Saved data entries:
--- START ---

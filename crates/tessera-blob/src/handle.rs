use std::cmp::Ordering;
use std::fmt;
use std::ops::Deref;

use serde::{Deserialize, Serialize};
use tessera_types::Id;

use crate::kind::BlobKind;

/// Identifies a blob of a given kind, independent of where it is stored.
///
/// A data blob and a tree blob with the same id are different blobs.
#[derive(Clone, Copy, Debug, PartialEq, Eq, Hash, Serialize, Deserialize)]
pub struct BlobHandle {
    pub id: Id,
    #[serde(rename = "type")]
    pub kind: BlobKind,
}

impl BlobHandle {
    /// Create a handle for the blob `id` of the given kind.
    pub fn new(id: Id, kind: BlobKind) -> Self {
        Self { id, kind }
    }
}

/// Unsigned byte-wise comparison of the ids, then the kind ordinal.
///
/// Pack manifests and diffs depend on this order being reproducible across
/// runs and implementations.
impl Ord for BlobHandle {
    fn cmp(&self, other: &Self) -> Ordering {
        self.id
            .as_bytes()
            .cmp(other.id.as_bytes())
            .then_with(|| self.kind.ordinal().cmp(&other.kind.ordinal()))
    }
}

impl PartialOrd for BlobHandle {
    fn partial_cmp(&self, other: &Self) -> Option<Ordering> {
        Some(self.cmp(other))
    }
}

impl fmt::Display for BlobHandle {
    fn fmt(&self, f: &mut fmt::Formatter<'_>) -> fmt::Result {
        write!(f, "<{}/{}>", self.kind, self.id.short_hex())
    }
}

/// An ordered list of handles.
///
/// Order is whatever the caller built until [`BlobHandles::sort`] is called.
#[derive(Clone, Debug, Default, PartialEq, Eq, Serialize, Deserialize)]
#[serde(transparent)]
pub struct BlobHandles(Vec<BlobHandle>);

impl BlobHandles {
    /// Create an empty list.
    pub fn new() -> Self {
        Self(Vec::new())
    }

    /// Append a handle without re-sorting.
    pub fn push(&mut self, handle: BlobHandle) {
        self.0.push(handle);
    }

    /// Sort in place by the handle order.
    pub fn sort(&mut self) {
        // Equal handles are identical, so stability buys nothing.
        self.0.sort_unstable();
    }

    /// Consume the list, returning the handles in their current order.
    pub fn into_inner(self) -> Vec<BlobHandle> {
        self.0
    }
}

impl Deref for BlobHandles {
    type Target = [BlobHandle];

    fn deref(&self) -> &[BlobHandle] {
        &self.0
    }
}

impl From<Vec<BlobHandle>> for BlobHandles {
    fn from(handles: Vec<BlobHandle>) -> Self {
        Self(handles)
    }
}

impl FromIterator<BlobHandle> for BlobHandles {
    fn from_iter<I: IntoIterator<Item = BlobHandle>>(iter: I) -> Self {
        Self(iter.into_iter().collect())
    }
}

impl IntoIterator for BlobHandles {
    type Item = BlobHandle;
    type IntoIter = std::vec::IntoIter<BlobHandle>;

    fn into_iter(self) -> Self::IntoIter {
        self.0.into_iter()
    }
}

impl<'a> IntoIterator for &'a BlobHandles {
    type Item = &'a BlobHandle;
    type IntoIter = std::slice::Iter<'a, BlobHandle>;

    fn into_iter(self) -> Self::IntoIter {
        self.0.iter()
    }
}

impl fmt::Display for BlobHandles {
    fn fmt(&self, f: &mut fmt::Formatter<'_>) -> fmt::Result {
        f.write_str("[")?;
        for (i, handle) in self.0.iter().enumerate() {
            if i > 0 {
                f.write_str(", ")?;
            }
            write!(f, "{handle}")?;
        }
        f.write_str("]")
    }
}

--- END ---

## Required work
What's wanted is each line above, transcribed with nothing altered.

## Exercise output
filename crates/tessera-blob/src/handle.rs
use std::cmp::Ordering;
use std::fmt;
use std::ops::Deref;

use serde::{Deserialize, Serialize};
use tessera_types::Id;

use crate::kind::BlobKind;

/// Identifies a blob of a given kind, independent of where it is stored.
///
/// A data blob and a tree blob with the same id are different blobs.
#[derive(Clone, Copy, Debug, PartialEq, Eq, Hash, Serialize, Deserialize)]
pub struct BlobHandle {
    pub id: Id,
    #[serde(rename = "type")]
    pub kind: BlobKind,
}

impl BlobHandle {
    /// Create a handle for the blob `id` of the given kind.
    pub fn new(id: Id, kind: BlobKind) -> Self {
        Self { id, kind }
    }
}

/// Unsigned byte-wise comparison of the ids, then the kind ordinal.
///
/// Pack manifests and diffs depend on this order being reproducible across
/// runs and implementations.
impl Ord for BlobHandle {
    fn cmp(&self, other: &Self) -> Ordering {
        self.id
            .as_bytes()
            .cmp(other.id.as_bytes())
            .then_with(|| self.kind.ordinal().cmp(&other.kind.ordinal()))
    }
}

impl PartialOrd for BlobHandle {
    fn partial_cmp(&self, other: &Self) -> Option<Ordering> {
        Some(self.cmp(other))
    }
}

impl fmt::Display for BlobHandle {
    fn fmt(&self, f: &mut fmt::Formatter<'_>) -> fmt::Result {
        write!(f, "<{}/{}>", self.kind, self.id.short_hex())
    }
}

/// An ordered list of handles.
///
/// Order is whatever the caller built until [`BlobHandles::sort`] is called.
#[derive(Clone, Debug, Default, PartialEq, Eq, Serialize, Deserialize)]
#[serde(transparent)]
pub struct BlobHandles(Vec<BlobHandle>);

impl BlobHandles {
    /// Create an empty list.
    pub fn new() -> Self {
        Self(Vec::new())
    }

    /// Append a handle without re-sorting.
    pub fn push(&mut self, handle: BlobHandle) {
        self.0.push(handle);
    }

    /// Sort in place by the handle order.
    pub fn sort(&mut self) {
        // Equal handles are identical, so stability buys nothing.
        self.0.sort_unstable();
    }

    /// Consume the list, returning the handles in their current order.
    pub fn into_inner(self) -> Vec<BlobHandle> {
        self.0
    }
}

impl Deref for BlobHandles {
    type Target = [BlobHandle];

    fn deref(&self) -> &[BlobHandle] {
        &self.0
    }
}

impl From<Vec<BlobHandle>> for BlobHandles {
    fn from(handles: Vec<BlobHandle>) -> Self {
        Self(handles)
    }
}

impl FromIterator<BlobHandle> for BlobHandles {
    fn from_iter<I: IntoIterator<Item = BlobHandle>>(iter: I) -> Self {
        Self(iter.into_iter().collect())
    }
}

impl IntoIterator for BlobHandles {
    type Item = BlobHandle;
    type IntoIter = std::vec::IntoIter<BlobHandle>;

    fn into_iter(self) -> Self::IntoIter {
        self.0.into_iter()
    }
}

impl<'a> IntoIterator for &'a BlobHandles {
    type Item = &'a BlobHandle;
    type IntoIter = std::slice::Iter<'a, BlobHandle>;

    fn into_iter(self) -> Self::IntoIter {
        self.0.iter()
    }
}

impl fmt::Display for BlobHandles {
    fn fmt(&self, f: &mut fmt::Formatter<'_>) -> fmt::Result {
        f.write_str("[")?;
        for (i, handle) in self.0.iter().enumerate() {
            if i > 0 {
                f.write_str(", ")?;
            }
            write!(f, "{handle}")?;
        }
        f.write_str("]")
    }
}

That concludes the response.